Another force which held considerable sway in the first half of the eighteenth century, to the detriment of traditional religion, was the deistic "heresy." Deism held in essence that the existence of God and his commands could be naturally recognized by man (as, for example, natives of parts of the world which had never been exposed to Christianity). This doctrine was articulated as early as 1624 by Lord Herbert of Cherbury, and later espoused by Bolingbroke and by Pope in his Essay on Man. But by the end of the seventeenth century writers such as John Toland in Christianity not Mysterious (1696) and later Matthew Tindal in Christianity as Old as Creation (1730) began to flirt with the radical idea that scripture, revelation, and ultimately institutionalized religion were unnecessary. Such ideas were naturally rejected firmly by orthodox theologians and did not gain many thorough-going adherents; but the fact that they were in the air and voiced in some form by a writer such as Pope (who was hardly trying to set up as an apostle of dissent) suggests that the tenets of revealed religion (including subordination of women) were in a small way being undermined during the general intellectual ferment of the period.
2. The Political and Economic Situation
There was no single event in the political sphere in the eighteenth century which had the far-ranging impact of the two great upheavals of the seventeenth century, the Civil Wars and the Glorious Revolution. These events had become history; and more than just history, they formed the mythical underpinnings for the increasing democratization that characterized the period. Gerald M. Straka has written that the "eighteenth century Englishman believed in the reigning House of Hanover because it acted as guarantor of the Settlement; the Settlement, conversely, was the guarantee of Protestant religious freedom, the regularization of parliamentary sittings, and due process."6 Hume wrote as follows of the years that followed 1688:
Public liberty, with internal peace and order, has flourished almost without interruption: Trade and manufactures, and agriculture, have increased: The arts, and sciences, and philosophy, have been cultivated. Even religious parties have been necessitated to lay aside their mutual rancour. . . . So long and so glorious a period no nation almost can boast of: Nor is there another instance in the whole of mankind, that so many millions of people have, during such a space of time, been held together, in a manner so free, so rational, and so suitable to the dignity of human nature.7
This is ideological rhetoric, not history, but it suggests the extent to which events of the seventeenth century have caused succeeding generations to articulate the idea of governmental accountability to the people.
But probably the real forces that shaped the lives of English people in the eighteenth century were economic. It was in this century that the foundations of the modern British state were laid; the eighteenth century saw the establishment of modern party politics, the emergence of Britain from the isolationism to internationalism, the change in economic policy from mercantilism to laissez-faire capitalism, the growth of the British empire, and the start of the industrial revolution.

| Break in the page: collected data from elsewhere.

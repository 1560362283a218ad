pub mod clients;
pub mod server;
pub mod traffic;
pub mod wgcfg;

use std::{net::IpAddr, path::PathBuf, sync::Arc};

use tokio::sync::Mutex;

use clap::Parser;
pub use wgcfg::*;

use crate::{
    host::Firewall,
    state::{self, ServerState},
    traits::{ConfigDelivery, Host},
    wireguard::ConfigFile,
};

struct Shared {
    state: ServerState,
}

#[derive(Debug, Clone, Parser)]
pub struct Config {
    /// JSON file holding server keys and registered clients
    #[clap(long, env = "STATE_FILE", default_value = "wireguard.json", value_parser)]
    pub state: PathBuf,
    #[clap(long, env = "WG_DIR", default_value = "/etc/wireguard", value_parser)]
    pub wg_dir: PathBuf,
    #[clap(long, env = "WG_INTERFACE", default_value = "wg0", value_parser)]
    pub interface: String,
    #[clap(long, env = "SYSCTL_CONF", default_value = "/etc/sysctl.conf", value_parser)]
    pub sysctl_conf: PathBuf,
    /// DNS server written into client configs
    #[clap(long, env = "CLIENT_DNS", default_value = "8.8.8.8", value_parser)]
    pub dns: IpAddr,
    #[clap(long, env = "FIREWALL", default_value = "ufw", value_enum)]
    pub firewall: Firewall,
}

/// Single entry point to the registry, the config file and the host.
///
/// Every mutation happens under one lock, so concurrent requests are applied
/// one after another.
#[derive(Clone)]
pub struct Wgcfg {
    config: Arc<Config>,
    shared: Arc<Mutex<Shared>>,
    host: Arc<dyn Host>,
    delivery: Arc<dyn ConfigDelivery>,
}

impl Wgcfg {
    pub fn new(
        config: Config,
        state: ServerState,
        host: Arc<dyn Host>,
        delivery: Arc<dyn ConfigDelivery>,
    ) -> Self {
        Self {
            config: Arc::new(config),
            shared: Arc::new(Mutex::new(Shared { state })),
            host,
            delivery,
        }
    }

    fn config_file(&self) -> ConfigFile {
        ConfigFile::new(
            self.config
                .wg_dir
                .join(format!("{}.conf", self.config.interface)),
        )
    }

    fn unit(&self) -> String {
        format!("wg-quick@{}.service", self.config.interface)
    }

    async fn persist(&self, state: &ServerState) -> Result<(), ServiceError> {
        Ok(state::save(&self.config.state, state).await?)
    }

    /// Snapshot of the current registry state.
    pub async fn state(&self) -> ServerState {
        self.shared.lock().await.state.clone()
    }
}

For the most part, womens participation in these processes was indirect. Among the autobiographers we have been discussing, only Sarah, Duchess of Marlborough, can be said to have played anything approaching an active role in policy-making. But the life patterns of English women were radically affected by the changes in social and economic conditions, and many of the new features of womens autobiography of the period are linked with these developments.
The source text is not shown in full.